Task description: Extract every line of the material that holds the string "format".

The data:
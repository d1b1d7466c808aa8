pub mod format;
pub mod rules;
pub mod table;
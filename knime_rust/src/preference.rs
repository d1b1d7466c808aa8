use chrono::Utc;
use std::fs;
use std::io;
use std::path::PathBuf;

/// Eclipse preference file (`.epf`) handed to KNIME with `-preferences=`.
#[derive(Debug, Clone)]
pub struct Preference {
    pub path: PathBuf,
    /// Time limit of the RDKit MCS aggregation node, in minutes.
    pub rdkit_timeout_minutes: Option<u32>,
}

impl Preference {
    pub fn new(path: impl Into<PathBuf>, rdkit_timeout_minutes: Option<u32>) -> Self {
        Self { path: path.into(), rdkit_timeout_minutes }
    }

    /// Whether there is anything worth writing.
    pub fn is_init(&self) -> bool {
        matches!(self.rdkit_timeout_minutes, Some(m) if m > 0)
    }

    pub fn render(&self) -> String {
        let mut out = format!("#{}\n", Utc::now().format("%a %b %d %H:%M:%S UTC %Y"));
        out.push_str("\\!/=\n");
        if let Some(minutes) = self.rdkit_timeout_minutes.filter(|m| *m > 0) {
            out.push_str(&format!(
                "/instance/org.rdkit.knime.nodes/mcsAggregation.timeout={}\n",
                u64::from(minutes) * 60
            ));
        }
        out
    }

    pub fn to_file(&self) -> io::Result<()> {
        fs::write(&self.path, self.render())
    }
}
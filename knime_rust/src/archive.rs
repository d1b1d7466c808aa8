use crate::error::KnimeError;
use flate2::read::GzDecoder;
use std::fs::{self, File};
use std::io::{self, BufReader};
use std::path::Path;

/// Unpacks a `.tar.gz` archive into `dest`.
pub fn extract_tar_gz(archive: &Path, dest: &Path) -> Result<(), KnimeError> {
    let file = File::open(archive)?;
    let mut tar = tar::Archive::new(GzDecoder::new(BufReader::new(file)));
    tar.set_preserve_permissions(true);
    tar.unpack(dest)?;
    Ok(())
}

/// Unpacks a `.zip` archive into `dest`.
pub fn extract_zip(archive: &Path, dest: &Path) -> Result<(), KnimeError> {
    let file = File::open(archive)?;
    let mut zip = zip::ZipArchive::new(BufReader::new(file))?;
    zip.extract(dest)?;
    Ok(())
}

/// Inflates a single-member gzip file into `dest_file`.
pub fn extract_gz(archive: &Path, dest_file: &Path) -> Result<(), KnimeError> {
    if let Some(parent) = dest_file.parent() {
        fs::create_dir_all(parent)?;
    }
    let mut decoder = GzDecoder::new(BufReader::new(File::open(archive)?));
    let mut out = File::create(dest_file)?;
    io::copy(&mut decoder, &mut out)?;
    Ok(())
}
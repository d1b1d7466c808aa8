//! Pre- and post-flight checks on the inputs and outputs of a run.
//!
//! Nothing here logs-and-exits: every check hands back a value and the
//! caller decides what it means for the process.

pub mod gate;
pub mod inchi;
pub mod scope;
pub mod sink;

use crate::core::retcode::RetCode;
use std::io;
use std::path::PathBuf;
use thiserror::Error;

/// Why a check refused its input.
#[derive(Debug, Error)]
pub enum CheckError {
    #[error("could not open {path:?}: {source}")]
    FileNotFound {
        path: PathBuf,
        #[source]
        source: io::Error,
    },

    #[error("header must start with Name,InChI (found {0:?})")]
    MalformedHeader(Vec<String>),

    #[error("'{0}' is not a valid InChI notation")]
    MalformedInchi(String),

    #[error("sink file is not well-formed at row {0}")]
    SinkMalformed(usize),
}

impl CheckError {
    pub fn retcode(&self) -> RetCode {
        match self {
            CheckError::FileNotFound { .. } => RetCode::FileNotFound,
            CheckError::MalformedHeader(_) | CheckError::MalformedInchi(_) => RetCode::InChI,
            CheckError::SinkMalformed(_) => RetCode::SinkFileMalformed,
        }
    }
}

Your response:
pub mod format;
        let mut out = format!("#{}\n", Utc::now().format("%a %b %d %H:%M:%S UTC %Y"));
            out.push_str(&format!(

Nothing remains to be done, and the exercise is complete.